# Overview
This notebook is structured to guide you in creating useful subsets through a series of concepts and related coding tools. These datasets will further help you analyze the "Global Trends in Mental Health Disorder." By engaging with this notebook, you will gain the ability to manipulate and distill large datasets into focused subsets. The step-by-step approach ensures that you execute the tasks and comprehend the strategic significance of each method used in the data manipulation process.

**Following sections outline the steps we will cover in this notebook:**
1. Mounting Google Drive in the Notebook
2. Importing Pandas and NumPy Packages
3. Creating DataFrame
4. Filtering and Cleaning Raw Data
5. Creating Data Subsets
  * Creating Subsets of Each Disorder
  * Creating Subsets of Compared Data
  * Creating Subsets of Mean Data (optional)
6. Exporting CSV File


# Getting Stared
This is a tutorial guide for people who are new to _Python_. If you already know how to import useful packages and create data frames, feel free to skip this guide, but I highly recommend reading through it.

### Mounting Google Dirve (recommanded)
To maintain ongoing access to your data in Colab, link your Google Drive to the notebook and keep your .csv files stored in the Drive.

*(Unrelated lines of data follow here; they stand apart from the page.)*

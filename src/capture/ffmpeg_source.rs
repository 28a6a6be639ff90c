use std::path::{Path, PathBuf};
use std::sync::Arc;

use crate::assets::media::{
    TAP_SAMPLE_RATE, VideoFrameStream, VideoSourceInfo, decode_audio_f32_stereo, probe_video,
};
use crate::capture::audio::AudioTap;
use crate::capture::clock::Clock;
use crate::capture::source::{FrameSource, Playback};
use crate::foundation::core::Canvas;
use crate::foundation::error::{ReelError, ReelResult};
use crate::render::backend::FrameRGBA;

/// Video file source decoded through `ffmpeg`.
///
/// Frames are decoded sequentially; seeking backwards (a rewind) restarts the decoder. When the
/// container reports no duration, playback ends when the decoder runs dry.
pub struct FfmpegSource {
    info: VideoSourceInfo,
    playback: Playback,
    stream: Option<VideoFrameStream>,
    frame: FrameRGBA,
    scratch: Vec<u8>,
    exhausted: bool,
}

impl FfmpegSource {
    /// Probe `path` and prepare a paused source at time zero.
    #[tracing::instrument(skip(clock))]
    pub fn open(path: &Path, clock: Arc<dyn Clock>) -> ReelResult<Self> {
        let info = probe_video(path)?;
        if info.width == 0 || info.height == 0 {
            return Err(ReelError::resource(format!(
                "'{}' reports an empty video frame",
                path.display()
            )));
        }
        let duration = if info.duration_sec > 0.0 {
            info.duration_sec
        } else {
            f64::INFINITY
        };
        tracing::info!(
            w = info.width,
            h = info.height,
            fps = info.fps.as_f64(),
            secs = info.duration_sec,
            audio = info.has_audio,
            "video source opened"
        );
        Ok(Self {
            frame: FrameRGBA::black(info.width, info.height),
            playback: Playback::new(clock, duration),
            info,
            stream: None,
            scratch: Vec::new(),
            exhausted: false,
        })
    }

    /// Probed metadata.
    pub fn info(&self) -> &VideoSourceInfo {
        &self.info
    }

    /// File being played.
    pub fn path(&self) -> &PathBuf {
        &self.info.source_path
    }

    fn decode_until(&mut self, slot: u64) -> ReelResult<()> {
        let Some(stream) = self.stream.as_mut() else {
            return Ok(());
        };
        while stream.frames_read() <= slot {
            if !stream.next_into(&mut self.scratch)? {
                self.exhausted = true;
                break;
            }
            if stream.frames_read() > slot {
                self.frame.data.copy_from_slice(&self.scratch);
            }
        }
        Ok(())
    }
}

impl FrameSource for FfmpegSource {
    fn canvas(&self) -> Canvas {
        Canvas {
            width: self.info.width,
            height: self.info.height,
        }
    }

    fn duration_secs(&self) -> f64 {
        self.playback.duration()
    }

    fn rewind(&mut self) -> ReelResult<()> {
        self.playback.pause();
        self.playback.seek(0.0);
        self.stream = None;
        self.exhausted = false;
        self.stream = Some(VideoFrameStream::open(&self.info)?);
        Ok(())
    }

    fn is_ready(&mut self) -> bool {
        self.stream.is_some()
    }

    fn play(&mut self) {
        self.playback.play();
    }

    fn pause(&mut self) {
        self.playback.pause();
    }

    fn is_playing(&self) -> bool {
        self.playback.is_playing() && !self.exhausted
    }

    fn is_ended(&self) -> bool {
        self.playback.is_ended() || self.exhausted
    }

    fn current_time(&self) -> f64 {
        self.playback.position()
    }

    fn current_frame(&mut self) -> ReelResult<&FrameRGBA> {
        if self.stream.is_none() {
            return Err(ReelError::source_not_ready(
                "video source must be rewound before frames are read",
            ));
        }
        let slot = (self.playback.position() * self.info.fps.as_f64()).floor();
        let slot = if slot.is_finite() && slot >= 0.0 {
            slot as u64
        } else {
            0
        };
        self.decode_until(slot)?;
        Ok(&self.frame)
    }

    fn open_audio_tap(&mut self) -> ReelResult<Option<AudioTap>> {
        if !self.info.has_audio {
            return Ok(None);
        }
        let pcm = decode_audio_f32_stereo(&self.info.source_path, TAP_SAMPLE_RATE)?;
        if pcm.interleaved_f32.is_empty() {
            return Ok(None);
        }
        AudioTap::from_pcm(&pcm).map(Some)
    }
}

We can do this by running the following code:


In [1]:
from google.colab import drive
drive.mount('/content/gdrive')

Mounted at /content/gdrive


### Importing Pandas and NumPy Packages
Use of the Packages:
- *Pandas Packages:* Pandas package is a powerful Python library used primarily for data manipulation and analysis, providing data structures and operations for manipulating numerical tables and time series.
- *NumPy Packages:* NumPy is another powerful Python package primarily used for numerical computing. It provides high-level mathematical functions to operate on arrays efficiently.


Importing Pandas and NumPy packages by running the following code:


In [2]:
import numpy as np
import pandas as pd

We usually import pandas using the line `import pandas as pd`. This lets us use `pd` instead of `pandas` when calling functions, making it quicker and easier. Using `as pd` is just a shortcut and isn't necessary for using the package. It is the same for `as np`.

### Creating Dataframe
Read the CSV file with Pandas function `.read_csv` and display the dataframe to make sure it is working properly:

> `df` here stands for "Data Frame"


In [3]:
df = pd.read_csv('gdrive/MyDrive/Unit_3_Projects/Mental health Depression disorder Data.csv')
df

  df = pd.read_csv('gdrive/MyDrive/Unit_3_Projects/Mental health Depression disorder Data.csv')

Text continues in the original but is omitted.